Sheffield Hallam University
2011
This study will focus upon the dramas of Mary Sidney, Samuel Daniel, Samuel Brandon, William Alexander, and Elizabeth Cary, as well as the Roman tragedies of Thomas Kyd and Ben Jonson, which are characterised, to varying degrees, by their appropriation of continental models of neo-classical tragedy practised by the French tragedian Robert Gamier. The idea, promulgated by several early twentieth century critics, that many of these plays are linked by a common anti-theatrical agenda has been roundly rejected by more recent critics. This thesis will offer a new perspective on these plays by arguing that the recent criticism which distances them from the anti-theatrical agenda has served to repress the intertextual affinities that exist between them. These are characterised by their common interests in such humanist outlooks as republicanism and stoicism. Classical authorities, including Seneca and Tacitus, as well as contemporary theorists, such as Niccolo Machiavelli and Justus Lipsius inform these discourses. This form of drama also offered the authors a space to interrogate the practical utility of a number of theories from a variety of perspectives, indicating that the plays are in dialogue with one another rather than offering a single uniform outlook.

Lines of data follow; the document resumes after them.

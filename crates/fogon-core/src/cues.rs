//! Keyword classification of sub-steps and steps.
//!
//! All flip/stir/retire/loop heuristics over the Spanish recipe text
//! live here as one pluggable classification surface, instead of being
//! scattered across the deriver and the session. Matching is case- and
//! accent-insensitive via [`crate::text::normalize_text`].

use crate::models::{RecipeStep, SubStep};
use crate::text::normalize_text;

/// Seconds a flip prompt stays on screen before auto-advancing.
pub const FLIP_PROMPT_SECS: u32 = 7;

/// Seconds an auto-reminder overlay stays on screen.
pub const REMINDER_PROMPT_SECS: u32 = 5;

/// Classification of a sub-step, checked in priority order on timer
/// expiry: a sub-step matching both flip and stir vocabulary is a Flip.
#[derive(Debug, Clone, Copy, PartialEq, Eq)]
pub enum SubStepCue {
    /// First-side cooking: expiry shows the flip prompt
    Flip,
    /// Frying/browning stretch: expiry shows the stir prompt
    Stir,
    /// Remove-the-piece instruction: gets a dedicated announcement
    Retire,
    Plain,
}

/// Classifies a sub-step for expiry handling and announcements.
pub fn classify(sub: &SubStep) -> SubStepCue {
    let text = normalize_text(&sub.combined_text());
    if sub.is_timer() {
        let first_side = ["primera cara", "primer lado", "primera vuelta", "por un lado"];
        if first_side.iter().any(|kw| text.contains(kw)) {
            return SubStepCue::Flip;
        }
        if text.contains("dorar") || text.contains("freir") {
            return SubStepCue::Stir;
        }
        SubStepCue::Plain
    } else {
        let name = normalize_text(&sub.name);
        if name.contains("retirar") || name.contains("tanda completada") {
            SubStepCue::Retire
        } else {
            SubStepCue::Plain
        }
    }
}

/// Non-timer sub-steps whose text asks for a physical move open a
/// reminder overlay immediately on entry.
pub fn is_auto_reminder(sub: &SubStep) -> bool {
    if sub.is_timer() {
        return false;
    }
    let text = normalize_text(&sub.combined_text());
    [
        "recordatorio",
        "mueve",
        "mover",
        "remueve",
        "remover",
        "revuelve",
        "revolver",
        "voltea",
        "voltear",
        "gira",
        "girar",
        "dar vuelta",
        "redistribuye",
        "redistribuir",
        "stir",
        "flip",
        "turn",
    ]
    .iter()
    .any(|kw| text.contains(kw))
}

/// Duration of the stir prompt for this sub-step. Eggs get a slightly
/// longer window to finish the flip.
pub fn stir_prompt_secs(sub: &SubStep) -> u32 {
    if normalize_text(&sub.combined_text()).contains("huevo") {
        7
    } else {
        5
    }
}

/// True when a step is eligible to be repeated once per unit: it reads
/// like frying/searing a protein unit, has at least one timer, and is
/// not a preheat/boil/rest step.
pub fn is_loopable_step(step: &RecipeStep) -> bool {
    let text = normalize_text(&step.combined_text());
    let blocked = ["precalent", "calentar aceite", "hervir", "reposo"];
    if blocked.iter().any(|kw| text.contains(kw)) {
        return false;
    }
    let keywords = [
        "frei", "frit", "plancha", "sella", "dora", "huevo", "pechuga", "bistec", "filete",
    ];
    keywords.iter().any(|kw| text.contains(kw)) && step.has_timer()
}

/// True when a sub-step already tells the user to adjust the heat, so
/// the deriver must not inject a second transition instruction.
pub fn declares_level_adjustment(sub: &SubStep) -> bool {
    let text = normalize_text(&sub.combined_text());
    let level_word = ["fuego", "temperatura", "grados", "°c"]
        .iter()
        .any(|kw| text.contains(kw));
    let adjustment_verb = ["baja", "bajar", "sube", "subir", "ajusta", "ajustar"]
        .iter()
        .any(|kw| text.contains(kw));
    level_word && adjustment_verb
}

/// Title and message of a transient overlay or announcement.
#[derive(Debug, Clone, PartialEq, Eq)]
pub struct PromptText {
    pub title: String,
    pub message: String,
}

/// Spoken line for the flip prompt.
pub fn flip_text() -> PromptText {
    PromptText {
        title: "Voltea el huevo".to_string(),
        message: "Continúa con el lado B.".to_string(),
    }
}

/// Stir prompt wording, specialized for fried potatoes.
pub fn stir_text(sub: &SubStep) -> PromptText {
    let text = normalize_text(&sub.combined_text());
    if text.contains("papa") || text.contains("frita") {
        if text.contains("segundo tramo") {
            PromptText {
                title: "Mover nuevamente".to_string(),
                message: "Vuelve a mover para terminar de dorar parejo.".to_string(),
            }
        } else {
            PromptText {
                title: "Mover papas".to_string(),
                message: "Remueve y separa para evitar que se peguen.".to_string(),
            }
        }
    } else {
        PromptText {
            title: "Recordatorio".to_string(),
            message: "Realiza el giro o movimiento indicado antes del siguiente tramo.".to_string(),
        }
    }
}

/// Overlay wording for an auto-reminder sub-step: the sub-step's own
/// text, with a generic fallback when the notes are empty.
pub fn reminder_text(sub: &SubStep) -> PromptText {
    if is_auto_reminder(sub) {
        PromptText {
            title: sub.name.clone(),
            message: if sub.notes.trim().is_empty() {
                "Realiza la acción indicada antes de continuar.".to_string()
            } else {
                sub.notes.clone()
            },
        }
    } else {
        stir_text(sub)
    }
}

/// Announcement for a retire sub-step, specialized by what is being
/// removed.
pub fn retire_text(sub: &SubStep) -> PromptText {
    let text = normalize_text(&sub.combined_text());
    if text.contains("huevo") {
        PromptText {
            title: "El huevo está listo".to_string(),
            message: "Retira tu huevo y prepárate para el siguiente.".to_string(),
        }
    } else if normalize_text(&sub.name).contains("tanda") {
        PromptText {
            title: "Tanda completada".to_string(),
            message: "Retira las papas, escurre y continúa con la siguiente tanda.".to_string(),
        }
    } else {
        PromptText {
            title: "Pieza completada".to_string(),
            message: "Retira la pieza y prepárate para la siguiente.".to_string(),
        }
    }
}

#[cfg(test)]
mod tests {
    use super::*;
    use crate::models::FireLevel;

    #[test]
    fn test_flip_wins_over_stir() {
        // "Dorar el primer lado" matches both flip and stir vocabulary.
        let sub = SubStep::timer("Dorar el primer lado", "Cocina por el primer lado.", [10, 10, 10]);
        assert_eq!(classify(&sub), SubStepCue::Flip);
    }

    #[test]
    fn test_stir_classification() {
        let sub = SubStep::timer("Dorar primer tramo", "Comienza la fritura.", [75, 90, 120]);
        assert_eq!(classify(&sub), SubStepCue::Stir);
    }

    #[test]
    fn test_plain_timer() {
        let sub = SubStep::timer("Precalentando...", "La olla debe estar seca.", [60, 90, 120]);
        assert_eq!(classify(&sub), SubStepCue::Plain);
    }

    #[test]
    fn test_retire_classification() {
        let sub = SubStep::action("Retirar huevo 1", "Lleva al plato.");
        assert_eq!(classify(&sub), SubStepCue::Retire);
        let sub = SubStep::action("Tanda completada", "Retira y escurre.");
        assert_eq!(classify(&sub), SubStepCue::Retire);
    }

    #[test]
    fn test_auto_reminder_detection() {
        let sub = SubStep::action("Recordatorio: mover o voltear", "Haz el giro.");
        assert!(is_auto_reminder(&sub));
        let sub = SubStep::action("Agregar aceite", "Cantidad:");
        assert!(!is_auto_reminder(&sub));
        // Timer sub-steps never auto-remind, whatever their text says.
        let sub = SubStep::timer("Mueve el arroz", "Airea.", [30, 30, 30]);
        assert!(!is_auto_reminder(&sub));
    }

    #[test]
    fn test_stir_prompt_secs_longer_for_eggs() {
        let egg = SubStep::timer("Freír huevo", "Dorar.", [10, 10, 10]);
        assert_eq!(stir_prompt_secs(&egg), 7);
        let fries = SubStep::timer("Dorar primer tramo", "Papas.", [75, 90, 120]);
        assert_eq!(stir_prompt_secs(&fries), 5);
    }

    #[test]
    fn test_loopable_step() {
        let frying = RecipeStep::new(2, "Freír pechuga", FireLevel::Medium).with_sub_steps(vec![
            SubStep::timer("Sellar primer lado", "Dorar bien.", [120, 150, 180]),
        ]);
        assert!(is_loopable_step(&frying));

        // Boiling vocabulary blocks looping even with fry keywords.
        let boiling = RecipeStep::new(1, "Hervir agua", FireLevel::High).with_sub_steps(vec![
            SubStep::timer("Llevar a ebullición", "Para el huevo.", [240, 300, 360]),
        ]);
        assert!(!is_loopable_step(&boiling));

        // No timer, no loop.
        let prep = RecipeStep::new(1, "Freír luego", FireLevel::Medium)
            .with_sub_steps(vec![SubStep::action("Cortar filete", "Parejo.")]);
        assert!(!is_loopable_step(&prep));
    }

    #[test]
    fn test_declares_level_adjustment() {
        let sub = SubStep::action("Baja el fuego", "Fuego al mínimo.");
        assert!(declares_level_adjustment(&sub));
        let sub = SubStep::action("Pon la tapa", "El vapor termina la cocción.");
        assert!(!declares_level_adjustment(&sub));
    }

    #[test]
    fn test_retire_text_variants() {
        let egg = SubStep::action("Retirar huevo 2", "Lleva al plato.");
        assert_eq!(retire_text(&egg).title, "El huevo está listo");
        let batch = SubStep::action("Tanda completada", "Retira y escurre.");
        assert_eq!(retire_text(&batch).title, "Tanda completada");
        let generic = SubStep::action("Retirar pieza", "Con cuidado.");
        assert_eq!(retire_text(&generic).title, "Pieza completada");
    }

    #[test]
    fn test_stir_text_for_potatoes() {
        let first = SubStep::timer("Dorar primer tramo", "Papas al aceite.", [75, 90, 120]);
        assert_eq!(stir_text(&first).title, "Mover papas");
        let second = SubStep::timer("Dorar segundo tramo", "Papas casi listas.", [75, 90, 120]);
        assert_eq!(stir_text(&second).title, "Mover nuevamente");
    }
}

As a related issue, the study will consider the various ways that the engagement with these theories affects the representation of a number of features in these plays, such as the dramatisation of key historical events, the representation of exemplary figures like Alexander the Great and Julius Caesar, and the plight of the individual in a tyrannical society, as well as their response to topical events such as the accession of James I. Such features, this study will argue, provide evidence of how this form of drama was appropriated to address the concerns of a politically disenfranchised group of writers during the late Elizabethan and early Jacobean eras, as well as revealing the commitment of the writers to a form of humanist dramatic authorship.